In onda oggi su Sky Arte il documentario Sky Original "Arte Povera - Appunti per la storia". Germano Celant e il manifesto bellicoso "Arte Povera. Appunti per una guerriglia"

**Il 23 novembre 1967 è una data entrata nella storia dell'arte**. È giovedì. **Germano Celant pubblica sulla rivista** "**Flash Art**” **il manifesto bellicoso** “**Arte Povera**. **Appunti per una guerriglia**”, critico nei confronti del dilagante processo consumistico che ha reso l’artista un mero produttore di oggetti. Così **il giovane e ambizioso critico genovese chiama a raccolta pittori e scultori** che vogliono invece prediligere il processo al prodotto, utilizzare materiali prima esclusi dal processo artistico, puntare all’essenzialità. **Un movimento** – quello dell’**arte povera** – che guarda filosoficamente al teatro povero del polacco **Jerzy Grotowski**, ma che **Celant** sviluppa insieme agli artisti con i quali dialoga, sperimenta e organizza le mostre, influenzando in maniera profonda lo sviluppo dell’arte contemporanea in Italia e all’estero.

**In onda oggi su Sky Arte alle 21:15** (in streaming soltanto su **Now** e disponibile anche on demand), **il documentario Sky Original** “**Arte Povera** - **Appunti per la storia**” ci consente di ripercorrere quel movimento libero che ancora oggi rappresenta un punto di riferimento per i tanti giovani. Un’arte semplice, non ricca, che predilige il processo al prodotto e recupera materiali prima esclusi. Da **Boetti** a **Merz**, passando per **Pistoletto** (La "[Venere degli stracci](https://laragione.eu/litalia-de-la-ragione/cronaca/bruciata-la-venere-degli-stracci-ipotesi-sfida-social/)” rappresenta forse lo zenit), **Prini** e **Zorio**: un insieme di virtuosi che hanno condiviso una nuova metodologia di lavoro per uscire dalla dimensione del quadro e abbracciare lo spazio.

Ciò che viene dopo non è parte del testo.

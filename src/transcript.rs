//! Incremental transcript hash with non-disturbing snapshots.
//!
//! # References
//!
//! * [RFC 8446 Section 4.4.1](https://datatracker.ietf.org/doc/html/rfc8446#section-4.4.1)

use crate::fmt::trace;
use crate::hash::HashAlg;
use crate::Vec;
use sha2::{Digest, Sha256, Sha384};

enum Inner {
    Sha256(Sha256),
    Sha384(Sha384),
}

/// Many of the cryptographic computations in TLS 1.3 use a transcript hash: the hash of the
/// concatenation of every handshake message sent so far (including the handshake header, never
/// the record layer header).
///
/// Messages are fed in with [`update`](Self::update) one at a time as they are sent or received.
/// [`snapshot`](Self::snapshot) reads the current digest without disturbing it, so the same
/// running state can be snapshotted before and after a message that needs both (for example the
/// ServerHello, whose arrival both reads the handshake-secret transcript and extends it).
pub struct TranscriptHash {
    inner: Inner,
}

impl TranscriptHash {
    /// Start a new transcript hash for the given cipher suite's hash algorithm.
    pub fn new(hash: HashAlg) -> Self {
        let inner = match hash {
            HashAlg::Sha256 => Inner::Sha256(Sha256::new()),
            HashAlg::Sha384 => Inner::Sha384(Sha384::new()),
        };
        Self { inner }
    }

    /// The hash algorithm this transcript is running.
    pub fn hash_alg(&self) -> HashAlg {
        match self.inner {
            Inner::Sha256(_) => HashAlg::Sha256,
            Inner::Sha384(_) => HashAlg::Sha384,
        }
    }

    /// Feed a handshake message (header included, record layer header excluded) into the
    /// transcript.
    pub fn update(&mut self, data: &[u8]) {
        match &mut self.inner {
            Inner::Sha256(h) => h.update(data),
            Inner::Sha384(h) => h.update(data),
        }
    }

    /// Read the current transcript hash without consuming the running state, so later calls to
    /// [`update`](Self::update) continue from where this left off.
    pub fn snapshot(&self) -> Vec<u8> {
        match &self.inner {
            Inner::Sha256(h) => h.clone().finalize().to_vec(),
            Inner::Sha384(h) => h.clone().finalize().to_vec(),
        }
    }

    /// Consume the transcript hash, for callers that want an explicit teardown point rather than
    /// relying on scope exit.
    ///
    /// The running digest is not secret, so there is nothing to zeroize here; this exists for
    /// symmetry with [`update`](Self::update) and [`snapshot`](Self::snapshot).
    pub fn destroy(self) {}

    /// Reset the transcript to start hashing a fresh message sequence, for a HelloRetryRequest.
    ///
    /// # References
    ///
    /// * [RFC 8446 Section 4.4.1](https://datatracker.ietf.org/doc/html/rfc8446#section-4.4.1)
    ///
    /// When a HelloRetryRequest is sent, the transcript is synthesized from a
    /// `message_hash` handshake message wrapping the hash of the original ClientHello, rather
    /// than the literal ClientHello bytes. Computing that `message_hash` wrapper is the record
    /// layer's responsibility; this only resets the running digest so the caller can feed it the
    /// synthesized message followed by HelloRetryRequest onward.
    pub fn reset_for_hrr(&mut self) {
        trace!("transcript: reset for HelloRetryRequest");
        self.inner = match self.inner {
            Inner::Sha256(_) => Inner::Sha256(Sha256::new()),
            Inner::Sha384(_) => Inner::Sha384(Sha384::new()),
        };
    }
}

**Il movimento dell’arte povera** non è stato definito in maniera rigida, a testimonianza dei grandi spazi di libertà condivisi da **Celant & Co**. Anzi, **la mancanza di omogeneità** è stata un valore fondamentale perché **abbracciando le differenze si è potuto arricchire il vocabolario artistico e sperimentare**. **Fin dalle prime mostre**, in gallerie vissute come spazi scenici, gli artisti hanno realizzato opere disarmanti con materiali a dir poco anomali: dal cemento armato alla pelle, passando per il cuoio e la pergamena. Stesso discorso per la tavolozza dei colori ampliata in maniera estrema, basti pensare alla valorizzazione delle tinte muschio e tabacco.

**L’arte povera non è stata ideata contro qualcuno o contro qualcosa**, ma ha semplicemente incarnato il desiderio di decine di artisti di fare qualcosa di nuovo e mai esistito, con grande rispetto nei confronti della tradizione. **Il ripensamento delle convenzioni attraverso la ricerca dell’essenza**, in nome dell’**autenticità**. Una delle più grandi novità introdotte è sicuramente l’**installation art**, nata con l'obiettivo di trasformare le gallerie e il ruolo dello spettatore, qui protagonista su un palcoscenico teatrale senza confini. Si pensi alla rivoluzionaria installazione di **Jannis Kounellis alla galleria L’attico di Roma del 1969**: dodici cavalli ospitati negli spazi espositivi come fossero in una stalla. **Il resto è storia**: il successo in Italia e all’estero, la legittimazione internazionale del movimento e la sua fine nel 1972 per lasciare spazio alle identità individuali di ogni singolo artista.